At the dos prompt ,type d: and press <enter> to switch the disk from Drive c (optical drive) to Drive d(flash drive).
please refer the step as the below mail.
Dos Command : d:\>afudos.exe /i(filename).press enter to flash the BIOS
Reboot the system.

Seems like am clear with these, but am confused with the terms boot disk.
Is it the Win 98 SE bootable setup CD? Or is it the Win 98 boot disk ISO which is only 3 MB? Also whats with this MAKE DISK menu? Am confused.

My requirement is to place the pen drive with the utility and the BIOS, click the command from DOS during boot. Means I need to get into DOS while booting. 
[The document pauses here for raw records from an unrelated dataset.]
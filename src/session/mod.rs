//! Ride session: device connections, lifecycle and the running control loop.
//!
//! A [`Session`] owns the trainer device and spawns two tasks while
//! recording: the [`ControlLoop`] fed by the device's samples, and the
//! trainer transmitter. A third task waits for the loop, so a ride that
//! reaches the end of its route closes itself. One observer follows along
//! on the receiver from [`Session::take_events`].

pub mod control_loop;
pub mod events;
pub mod summary;

use std::sync::{Arc, Mutex, PoisonError};

use chrono::{DateTime, Utc};
use crossbeam::channel::{unbounded, Receiver, Sender};
use serde::Serialize;
use thiserror::Error;
use tokio::sync::mpsc;
use tokio::task::JoinHandle;
use tokio::time::Instant;
use tokio_util::sync::CancellationToken;

use crate::sensors::control::{TrainerControl, TransmitterConfig};
use crate::sensors::device::{ConnectionStage, ConnectionStatus, TrainerDevice};
use crate::sensors::types::{ConnectionState, DeviceKind, SensorError, TrainerMode};
use crate::storage::config::{AppConfig, RiderProfile};
use crate::workouts::types::ActiveWorkout;
use crate::world::route::Route;

pub use control_loop::{ControlLoop, LoopCommand, LoopConfig, TickOutcome, MIN_POWER_OFFSET};
pub use events::{SessionEvent, TelemetrySnapshot, WorkoutOutcome};
pub use summary::{SessionStats, SessionSummary};

/// Capacity of the sample channel between device and control loop
pub const SAMPLE_CHANNEL_CAPACITY: usize = 64;

/// Lifecycle state of a session.
#[derive(Debug, Clone, Copy, PartialEq, Eq, Default, Serialize)]
#[serde(rename_all = "UPPERCASE")]
pub enum SessionState {
    #[default]
    Idle,
    Recording,
    Paused,
}

impl std::fmt::Display for SessionState {
    fn fmt(&self, f: &mut std::fmt::Formatter<'_>) -> std::fmt::Result {
        match self {
            SessionState::Idle => write!(f, "IDLE"),
            SessionState::Recording => write!(f, "RECORDING"),
            SessionState::Paused => write!(f, "PAUSED"),
        }
    }
}

/// Errors from session operations. A failed operation changes nothing.
#[derive(Debug, Error)]
pub enum SessionError {
    #[error("Trainer not connected")]
    TrainerNotConnected,

    #[error("A session is already active")]
    AlreadyActive,

    #[error("No active session")]
    NotActive,

    #[error("Cannot {action} while {state}")]
    InvalidTransition {
        state: SessionState,
        action: &'static str,
    },

    #[error("Sensor error: {0}")]
    Sensor(#[from] SensorError),

    #[error("Session task failed: {0}")]
    TaskFailed(String),
}

/// What a ride's tasks hand back once they have stopped
struct RideOutcome {
    stats: SessionStats,
    /// Set when the ride closed itself at the end of the route
    summary: Option<SessionSummary>,
}

/// Tasks of a running ride and what is needed to close it out.
struct RideTasks {
    control_loop: JoinHandle<SessionStats>,
    transmitter: JoinHandle<()>,
    cancel: CancellationToken,
    route_name: String,
    started_at: DateTime<Utc>,
    state: Arc<Mutex<SessionState>>,
    events: Sender<SessionEvent>,
}

impl RideTasks {
    /// Wait for the control loop, then stop the transmitter.
    ///
    /// A loop that stopped at the end of the route was not cancelled by
    /// the owner, so the ride is summarised and the session set idle here.
    async fn supervise(self) -> Result<RideOutcome, SessionError> {
        let stats = self.control_loop.await;
        self.cancel.cancel();
        if let Err(e) = self.transmitter.await {
            tracing::warn!("Transmitter task failed: {}", e);
        }
        let stats = stats.map_err(|e| SessionError::TaskFailed(e.to_string()))?;
        if !stats.route_finished {
            return Ok(RideOutcome {
                stats,
                summary: None,
            });
        }

        let summary =
            SessionSummary::build(&self.route_name, self.started_at, &stats, stats.rider_weight_kg);
        log_summary(&summary);
        publish_state(&self.state, &self.events, SessionState::Idle);
        let _ = self
            .events
            .send(SessionEvent::SessionFinished(summary.clone()));
        Ok(RideOutcome {
            stats,
            summary: Some(summary),
        })
    }
}

struct ActiveSession {
    cancel: CancellationToken,
    commands: mpsc::UnboundedSender<LoopCommand>,
    tasks: JoinHandle<Result<RideOutcome, SessionError>>,
    started_at: DateTime<Utc>,
}

impl ActiveSession {
    fn send(&self, command: LoopCommand) {
        if self.commands.send(command).is_err() {
            tracing::debug!("Control loop already stopped");
        }
    }

    /// Whether the ride already closed itself at the end of the route
    fn has_ended(&self) -> bool {
        self.tasks.is_finished()
    }

    /// Cancel the ride's tasks and wait for them.
    async fn stop(self) -> Result<RideOutcome, SessionError> {
        self.cancel.cancel();
        self.tasks
            .await
            .map_err(|e| SessionError::TaskFailed(e.to_string()))?
    }
}

fn publish_state(
    state: &Mutex<SessionState>,
    events: &Sender<SessionEvent>,
    next: SessionState,
) {
    *state.lock().unwrap_or_else(PoisonError::into_inner) = next;
    tracing::info!("Session state: {}", next);
    let _ = events.send(SessionEvent::StateChanged(next));
}

fn log_summary(summary: &SessionSummary) {
    tracing::info!(
        "Session finished: {} | {:.2} km | {} W avg",
        summary.route_name,
        summary.distance / 1000.0,
        summary.avg_power
    );
}

/// A ride on one trainer device.
pub struct Session<D: TrainerDevice> {
    device: Arc<D>,
    control: TrainerControl,
    loop_config: LoopConfig,
    transmitter_config: TransmitterConfig,
    profile: RiderProfile,
    route: Arc<Route>,
    workout: Option<ActiveWorkout>,
    power_offset: i16,
    state: Arc<Mutex<SessionState>>,
    trainer: ConnectionState,
    heart_rate_monitor: ConnectionState,
    events_tx: Sender<SessionEvent>,
    events_rx: Option<Receiver<SessionEvent>>,
    shutdown: CancellationToken,
    active: Option<ActiveSession>,
}
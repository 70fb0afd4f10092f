//! Metrics module for post-session power analysis.

pub mod mmp;

pub use mmp::{mean_max_power, MmpCalculator, PowerRecord, SESSION_MMP_DURATIONS};
//! ErgSim - Smart Trainer Ride Simulator
//!
//! Drives an indoor-cycling trainer in real time: sensor samples become a
//! simulated road speed and position, and resistance or target-power
//! commands go back to the trainer over ANT+ FE-C. Rides follow a GPX route,
//! a structured workout, or both.

pub mod metrics;
pub mod sensors;
pub mod session;
pub mod storage;
pub mod workouts;
pub mod world;

// Re-export commonly used types
pub use sensors::control::TrainerControl;
pub use sensors::device::TrainerDevice;
pub use session::{Session, SessionEvent, SessionState, SessionSummary};
pub use storage::config::{AppConfig, RiderProfile};
pub use workouts::engine::WorkoutEngine;
pub use world::physics::PhysicsEngine;
pub use world::route::Route;
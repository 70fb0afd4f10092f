//! Frames reaching the trainer: initialization, ERG workouts and SIM grade

use std::time::Duration;

use ergsim::sensors::ant::fec::{
    PAGE_TARGET_POWER, PAGE_TRACK_RESISTANCE, PAGE_USER_CONFIG, PAGE_WIND_RESISTANCE,
};
use ergsim::sensors::{ControlCommand, MockTrainer, TrainerMode};
use ergsim::session::{Session, SessionEvent, WorkoutOutcome};
use ergsim::storage::config::AppConfig;
use ergsim::workouts::plan::WorkoutStep;
use ergsim::workouts::types::ActiveWorkout;

async fn erg_session(ftp: u32) -> Session<MockTrainer> {
    let mut config = AppConfig::default();
    config.rider.ftp = ftp;
    let mut session = Session::new(MockTrainer::default(), &config);
    session.connect_trainer().await.unwrap();
    session
}

fn steady(duration: u32, power: f64) -> ActiveWorkout {
    ActiveWorkout::from_steps("Steady", &[WorkoutStep::SteadyState { duration, power }]).unwrap()
}

fn last_target(session: &Session<MockTrainer>) -> f64 {
    match session.control().last_sent() {
        Some(ControlCommand::TargetPower(watts)) => watts,
        other => panic!("expected a target power command, got {:?}", other),
    }
}

#[tokio::test(start_paused = true)]
async fn test_initialization_then_erg_frames() {
    let mut session = erg_session(250).await;
    session.load_workout(steady(1200, 0.8));
    session.start().await.unwrap();

    tokio::time::sleep(Duration::from_millis(6500)).await;

    let frames = session.device().frames();
    let pages: Vec<u8> = frames.iter().map(|f| f.page()).collect();
    assert_eq!(pages[0], PAGE_USER_CONFIG);
    assert_eq!(pages[1], PAGE_WIND_RESISTANCE);
    assert!(pages.len() >= 4);
    assert!(pages[2..].iter().all(|&p| p == PAGE_TARGET_POWER));

    // 0.8 × 250 W = 200 W = 800 quarter-watts
    let payload = frames[2].payload();
    assert_eq!(u16::from_le_bytes([payload[5], payload[6]]), 800);
    assert_eq!(session.control().mode(), TrainerMode::Erg);
    assert!((last_target(&session) - 200.0).abs() < 1e-9);

    session.finish().await.unwrap();
}

#[tokio::test(start_paused = true)]
async fn test_trainer_follows_erg_target() {
    let mut session = erg_session(300).await;
    let events = session.take_events().unwrap();
    session.load_workout(steady(1200, 0.75));
    session.start().await.unwrap();

    tokio::time::sleep(Duration::from_secs(10)).await;

    // The mock holds the rider at the ERG target once it receives it
    let powers: Vec<i16> = events
        .try_iter()
        .filter_map(|e| match e {
            SessionEvent::Telemetry(t) => Some(t.power),
            _ => None,
        })
        .collect();
    assert_eq!(powers.last(), Some(&225));

    session.finish().await.unwrap();
}

#[tokio::test(start_paused = true)]
async fn test_intensity_scales_target() {
    let mut session = erg_session(250).await;
    session.load_workout(steady(1200, 0.8));
    session.start().await.unwrap();
    tokio::time::sleep(Duration::from_secs(5)).await;

    assert_eq!(session.change_intensity(10), 110);
    tokio::time::sleep(Duration::from_secs(3)).await;
    assert!((last_target(&session) - 220.0).abs() < 1e-6);

    assert_eq!(session.change_intensity(100), 150);
    assert_eq!(session.change_intensity(-200), 50);
    tokio::time::sleep(Duration::from_secs(3)).await;
    assert!((last_target(&session) - 100.0).abs() < 1e-6);

    session.finish().await.unwrap();
}

#[tokio::test(start_paused = true)]
async fn test_unload_returns_to_sim() {
    let mut session = erg_session(250).await;
    session.load_workout(steady(1200, 0.8));
    session.start().await.unwrap();
    tokio::time::sleep(Duration::from_secs(6)).await;

    session.unload_workout();
    session.device().clear_frames();
    tokio::time::sleep(Duration::from_secs(4)).await;

    let pages: Vec<u8> = session.device().frames().iter().map(|f| f.page()).collect();
    assert!(!pages.is_empty());
    assert!(pages.iter().all(|&p| p == PAGE_TRACK_RESISTANCE));
    assert_eq!(session.control().mode(), TrainerMode::Sim);

    session.finish().await.unwrap();
}

#[tokio::test(start_paused = true)]
async fn test_workout_completes_then_sim() {
    let mut session = erg_session(200).await;
    let events = session.take_events().unwrap();
    session.load_workout(steady(5, 1.0));
    session.start().await.unwrap();

    tokio::time::sleep(Duration::from_secs(12)).await;

    let collected: Vec<SessionEvent> = events.try_iter().collect();
    let completed = collected
        .iter()
        .filter(|e| matches!(e, SessionEvent::WorkoutFinished(WorkoutOutcome::Completed)))
        .count();
    assert_eq!(completed, 1);
    assert_eq!(session.control().mode(), TrainerMode::Sim);
    assert!(matches!(
        session.control().last_sent(),
        Some(ControlCommand::TrackResistance(_))
    ));

    session.finish().await.unwrap();
}

#[tokio::test(start_paused = true)]
async fn test_workout_loaded_mid_ride() {
    let mut session = erg_session(200).await;
    session.start().await.unwrap();
    tokio::time::sleep(Duration::from_secs(5)).await;
    assert_eq!(session.control().mode(), TrainerMode::Sim);

    session.load_workout(steady(600, 0.9));
    tokio::time::sleep(Duration::from_secs(3)).await;
    assert_eq!(session.control().mode(), TrainerMode::Erg);
    assert!((last_target(&session) - 180.0).abs() < 1e-6);

    session.finish().await.unwrap();
}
So which boot disk should I use? Please suggest


----------



## Zangetsu (Aug 9, 2011)

warrior047 said:


> Is it the Win 98 SE bootable setup CD? Or is it the Win 98 boot disk ISO which is only 3 MB? Also whats with this MAKE DISK menu? Am confused.



yes thats a win98SE boot disk...

There are 2ways to update BIOS
A) using the manufacturer supplied tool or 3rd party tool such as @BIOS...

B) Downloading the Latest BIOS form official site & flashing through bootable CD/Floppy/PenDrive.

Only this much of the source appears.